The gang that couldn’t shoot straight
It seems only yesterday that track owner and promoter Bruton Smith first floated the idea of a NASCAR superspeedway in North Texas. Instead, it’s been almost two decades since the discussion started, and over sixteen years since the inaugural race at Texas Motor Speedway. I attended that first race, whose duration was roughly the same as the time necessary to crawl on I-35 from downtown Fort Worth to the track. In that time TMS has seen its share of burned gas and burnt rubber, swell racing and spilled beer. And through the ups-and-downs of a new track and (relatively) new audience the track management has behaved in a manner appropriate to both its sanctioning bodies and community.
Until, that is, the track’s recent agreement with the National Rifle Association, signed as title sponsor of this weekend’s NRA 500. Less than two weeks after Major League Baseball honored the Sandy Hook Elementary victims at all of its season-opening games (Robbie Parker, the father of 6-year-old Emilie, threw out the first pitch at the Rangers’ home opener), the Speedway’s Eddie Gossage will welcome the politically charged – and fully loaded – NRA into its 1.5-mile oval. Given that within the last two years we’ve had the near-fatal wounding of Representative Gabbie Giffords, the massacre of theater patrons in Aurora, Colorado, and the killing of twenty kids (and six adults) in Newtown, it seems – at least to this fan – that a commercial alliance with the NRA is wholly inappropriate, and Mr. Gossage’s assertion that the alliance isn’t political wholly inadequate.
Although the speedway’s hook-up with the NRA shouldn’t come as a surprise, the passivity on the part of NASCAR’s participants – Chevy, Ford and Toyota – certainly does. Global corporations known for their extreme dislike of controversy, their lack of public reaction to the sponsorship agreement is beyond curious. To be sure, the NRA sponsorship apparently serves NASCAR’s core audience very well, but Chevy, Ford and Toyota are serving a clientele far broader than that of NASCAR. And if you win the NRA 500, how do you celebrate the victory in Tucson, Aurora or Newtown?
All of the above, of course, preceded the killings in Kaufman, Texas over the last two months. And while the political debate over gun regulation looks to continue, the agreement between the speedway and the NRA should not. When TMS owner Bruton Smith co-opted ‘Texas’ in naming his speedway, it came with an unspoken agreement to act only in a manner appropriate to a statewide constituency. Today’s association with the NRA isn’t even close.
Dave Boldt, Just a Buzzard
Come and Take It
It’s little known outside of Texas, but the “Come and Take It” flag was raised by Texas settlers at the Battle of Gonzales in October 1835 after Mexico attempted to retrieve a cannon which had been granted to the town of Gonzales for protection against raids by the local Indians.
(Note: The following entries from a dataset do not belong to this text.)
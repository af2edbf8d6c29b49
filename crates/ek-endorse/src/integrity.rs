// SPDX-License-Identifier: Apache-2.0
// Copyright 2024-2026 Qbitel Inc.

//! Region integrity verifier

use ek_common::constants::REGION_TAG_SIZE;
use ek_crypto::verify_region_tag;

/// Check the trailing tag of `region` against the digest keyed by `seed`
///
/// A mismatch is an expected outcome: the region was provisioned under a
/// different seed or signing mode.
#[must_use]
pub fn verify(region: &[u8], seed: &[u8]) -> bool {
    let Some(body_len) = region.len().checked_sub(REGION_TAG_SIZE) else {
        return false;
    };
    let (body, tag) = region.split_at(body_len);
    verify_region_tag(seed, body, tag)
}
The battle, such as it was, resulted in a single Texican casualty and a symbolic victory over the troops of the Mexican central government. It’s been called the “Lexington of Texas” and in Texas lore, ranks with the Alamo as a rallying cry that led to the formation of the Republic of Texas.
Which brings us to the current so-called controversy over the National Rifle Association’s sponsorship of this weekend’s NASCAR race at Texas Motor Speedway. Leaving aside for the nonce the merits of disarming the American people, it’s hard to believe that an affiliation of NASCAR with the NRA, particularly in Texas, is a bad public relations move. Controversial? If anything, it’s a bonanza—and cue Bonanza theme music—for the race track from the media attention it has been receiving. And no doubt it’s a plus for NASCAR.
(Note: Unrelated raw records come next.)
// SPDX-License-Identifier: Apache-2.0
// Copyright 2024-2026 Qbitel Inc.

//! Error types for endorsement provisioning
//!
//! This module defines the unified error type used by every provisioning
//! component. Errors are `Copy`, carry no heap data, and map onto a small
//! taxonomy ([`ErrorClass`]) that tells the caller how to react.

use core::fmt;

/// Result type alias for provisioning operations
pub type Result<T> = core::result::Result<T, Error>;

/// Unified error type for endorsement provisioning
#[derive(Debug, Clone, Copy, PartialEq, Eq)]
#[non_exhaustive]
pub enum Error {
    // =========================================================================
    // Key Ladder Errors (0x01xx)
    // =========================================================================
    /// A ladder step raised the hardware error flag
    LadderStepFailed,
    /// A ladder step did not report completion within the poll budget
    LadderTimeout,

    // =========================================================================
    // Flash Errors (0x02xx)
    // =========================================================================
    /// A word read from a protected flash window failed
    FlashReadFailed,
    /// Another flash window is already read-enabled
    FlashWindowBusy,
    /// Flash window could not be opened
    FlashWindowFailed,

    // =========================================================================
    // Certificate Region Errors (0x03xx)
    // =========================================================================
    /// Certificate region is still in the erased state (first boot)
    RegionUnprovisioned,
    /// Declared record sizes exceed the region capacity
    RegionOversized,
    /// Region contents cannot be parsed
    RegionMalformed,
    /// Records are not in RSA, then ECC order
    ComponentTypeMismatch,

    // =========================================================================
    // Certificate Errors (0x04xx)
    // =========================================================================
    /// Component type is not a certificate kind
    UnknownComponentType,
    /// Certificate exceeds the NV payload limit
    CertificateTooLarge,
    /// Certificate DER structure is not understood
    CertificateMalformed,
    /// No trust anchor verifies the certificate signature
    CertificateUntrusted,

    // =========================================================================
    // Integrity Errors (0x05xx)
    // =========================================================================
    /// Region tag does not match the recomputed digest
    IntegrityMismatch,

    // =========================================================================
    // Persistence Errors (0x06xx)
    // =========================================================================
    /// Platform hierarchy startup failed
    NvStartupFailed,
    /// NV index is already defined (device already provisioned)
    NvSpaceAlreadyDefined,
    /// NV space definition failed
    NvDefineFailed,
    /// NV write failed
    NvWriteFailed,
    /// NV commit failed
    NvCommitFailed,
    /// Endorsement seed could not be written to its reserved slot
    SeedStoreFailed,

    // =========================================================================
    // Provisioning Outcome Errors (0x07xx)
    // =========================================================================
    /// Fixed fallback identity could not be installed
    FallbackFailed,

    // =========================================================================
    // General Errors (0xFFxx)
    // =========================================================================
    /// Configuration violates a provisioning invariant
    InvalidConfig,
    /// Invalid parameter provided
    InvalidParameter,
    /// Buffer is too small for operation
    BufferTooSmall,
    /// Internal error (should not occur)
    InternalError,
}

/// How the caller should treat an error
#[derive(Debug, Clone, Copy, PartialEq, Eq)]
pub enum ErrorClass {
    /// Blank device before manufacturing; nothing to install yet
    Unprovisioned,
    /// Hardware hiccup; fatal to this pass, caller may reboot and retry
    HardwareTransient,
    /// Corrupted or inconsistent on-device data; never retried
    Structural,
    /// Anticipated mismatch with a defined recovery path
    IntegrityExpected,
    /// NV storage refused the operation
    Persistence,
    /// Build or board configuration is wrong
    Configuration,
}

impl Error {
    /// Get the error code for this error
    ///
    /// Error codes are organized by category:
    /// - 0x01xx: Key ladder errors
    /// - 0x02xx: Flash errors
    /// - 0x03xx: Certificate region errors
    /// - 0x04xx: Certificate errors
    /// - 0x05xx: Integrity errors
    /// - 0x06xx: Persistence errors
    /// - 0x07xx: Provisioning outcome errors
    /// - 0xFFxx: General errors
    #[must_use]
    pub const fn code(&self) -> u16 {
        match self {
            Self::LadderStepFailed => 0x0101,
            Self::LadderTimeout => 0x0102,

            Self::FlashReadFailed => 0x0201,
            Self::FlashWindowBusy => 0x0202,
            Self::FlashWindowFailed => 0x0203,

            Self::RegionUnprovisioned => 0x0301,
            Self::RegionOversized => 0x0302,
            Self::RegionMalformed => 0x0303,
            Self::ComponentTypeMismatch => 0x0304,

            Self::UnknownComponentType => 0x0401,
            Self::CertificateTooLarge => 0x0402,
            Self::CertificateMalformed => 0x0403,
            Self::CertificateUntrusted => 0x0404,

            Self::IntegrityMismatch => 0x0501,

            Self::NvStartupFailed => 0x0601,
            Self::NvSpaceAlreadyDefined => 0x0602,
            Self::NvDefineFailed => 0x0603,
            Self::NvWriteFailed => 0x0604,
            Self::NvCommitFailed => 0x0605,
            Self::SeedStoreFailed => 0x0606,

            Self::FallbackFailed => 0x0701,

            Self::InvalidConfig => 0xFF01,
            Self::InvalidParameter => 0xFF02,
            Self::BufferTooSmall => 0xFF03,
            Self::InternalError => 0xFFFF,
        }
    }

    /// Classify the error
    #[must_use]
    pub const fn class(&self) -> ErrorClass {
        match self {
            Self::LadderStepFailed
            | Self::LadderTimeout
            | Self::FlashReadFailed
            | Self::FlashWindowBusy
            | Self::FlashWindowFailed => ErrorClass::HardwareTransient,

            Self::RegionUnprovisioned => ErrorClass::Unprovisioned,

            Self::RegionOversized
            | Self::RegionMalformed
            | Self::ComponentTypeMismatch
            | Self::UnknownComponentType
            | Self::CertificateTooLarge
            | Self::CertificateMalformed
            | Self::CertificateUntrusted => ErrorClass::Structural,

            Self::IntegrityMismatch => ErrorClass::IntegrityExpected,

            Self::NvStartupFailed
            | Self::NvSpaceAlreadyDefined
            | Self::NvDefineFailed
            | Self::NvWriteFailed
            | Self::NvCommitFailed
            | Self::SeedStoreFailed
            | Self::FallbackFailed => ErrorClass::Persistence,

            Self::InvalidConfig
            | Self::InvalidParameter
            | Self::BufferTooSmall
            | Self::InternalError => ErrorClass::Configuration,
        }
    }

    /// Whether rebooting and re-running the whole pass may succeed
    ///
    /// Nothing is retried inside a pass.
    #[must_use]
    pub const fn is_retryable_by_caller(&self) -> bool {
        matches!(self.class(), ErrorClass::HardwareTransient)
    }

    /// Get a short description of the error
    #[must_use]
    pub const fn description(&self) -> &'static str {
        match self {
            Self::LadderStepFailed => "key ladder step failed",
            Self::LadderTimeout => "key ladder step timed out",
            Self::FlashReadFailed => "flash read failed",
            Self::FlashWindowBusy => "flash window busy",
            Self::FlashWindowFailed => "flash window unavailable",
            Self::RegionUnprovisioned => "certificate region unprovisioned",
            Self::RegionOversized => "certificate region oversized",
            Self::RegionMalformed => "certificate region malformed",
            Self::ComponentTypeMismatch => "unexpected component type",
            Self::UnknownComponentType => "unknown component type",
            Self::CertificateTooLarge => "certificate too large",
            Self::CertificateMalformed => "certificate malformed",
            Self::CertificateUntrusted => "certificate not signed by a trusted root",
            Self::IntegrityMismatch => "certificate region tag mismatch",
            Self::NvStartupFailed => "hierarchy startup failed",
            Self::NvSpaceAlreadyDefined => "NV space already defined",
            Self::NvDefineFailed => "NV define space failed",
            Self::NvWriteFailed => "NV write failed",
            Self::NvCommitFailed => "NV commit failed",
            Self::SeedStoreFailed => "endorsement seed store failed",
            Self::FallbackFailed => "fallback endorsement failed",
            Self::InvalidConfig => "invalid configuration",
            Self::InvalidParameter => "invalid parameter",
            Self::BufferTooSmall => "buffer too small",
            Self::InternalError => "internal error",
        }
    }
}

impl fmt::Display for Error {
    fn fmt(&self, f: &mut fmt::Formatter<'_>) -> fmt::Result {
        write!(f, "[0x{:04X}] {}", self.code(), self.description())
    }
}

#[cfg(feature = "defmt")]
impl defmt::Format for Error {
    fn format(&self, f: defmt::Formatter) {
        defmt::write!(f, "[0x{:04X}] {}", self.code(), self.description());
    }
}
It’s no secret that the viewership numbers for NASCAR television viewing is down, and one can speculate that it’s because of the organization’s emphasis on professional wrestling-type soap opera antics over racin’, as well as the only recently-altered drift away from racing vehicles even remotely resembling actual stock cars—the sanctioning body’s middle name—but NASCAR needs something to boost its standing with racin’ fans.
The NRA at TMS is a natural fit. If drinking milk is a tradition in the winner’s circle after the Indy 500, firing a pistol into the air is what the winner does at the Texas 500. What’s more, a rifle is given as a prize to the winner of the driver who took the pole for the race.
So having a Connecticut Yankee politician berate NASCAR, with its traditional Southern base, well, it’s a goldmine. There’s nothing that will get Southern hackles up more than a Northerner telling a Southerner what to do. The same goes for Texans, most of whom believe that the Lone Star State has a legal right to secede from the United States of America. One might say there’s a stubborn streak south of the Mason-Dixon Line. And south of the Red River, too.
And that includes firearms. Contrary to what some might think, the NRA and gun rights activists do care about the safety of school children. They just believe that the ultimate confiscation of firearms, the posting of gun-free zone placards and suspending gradeschoolers for biting a cupcake to make it look like a piston won’t do anything to protect children in schools.
And the worst thing for NASCAR to do would be to knuckle under to a bunch of Yankees who wants to separate a good ol’ boy from his gun. As Texas said 178 years ago, come and take it.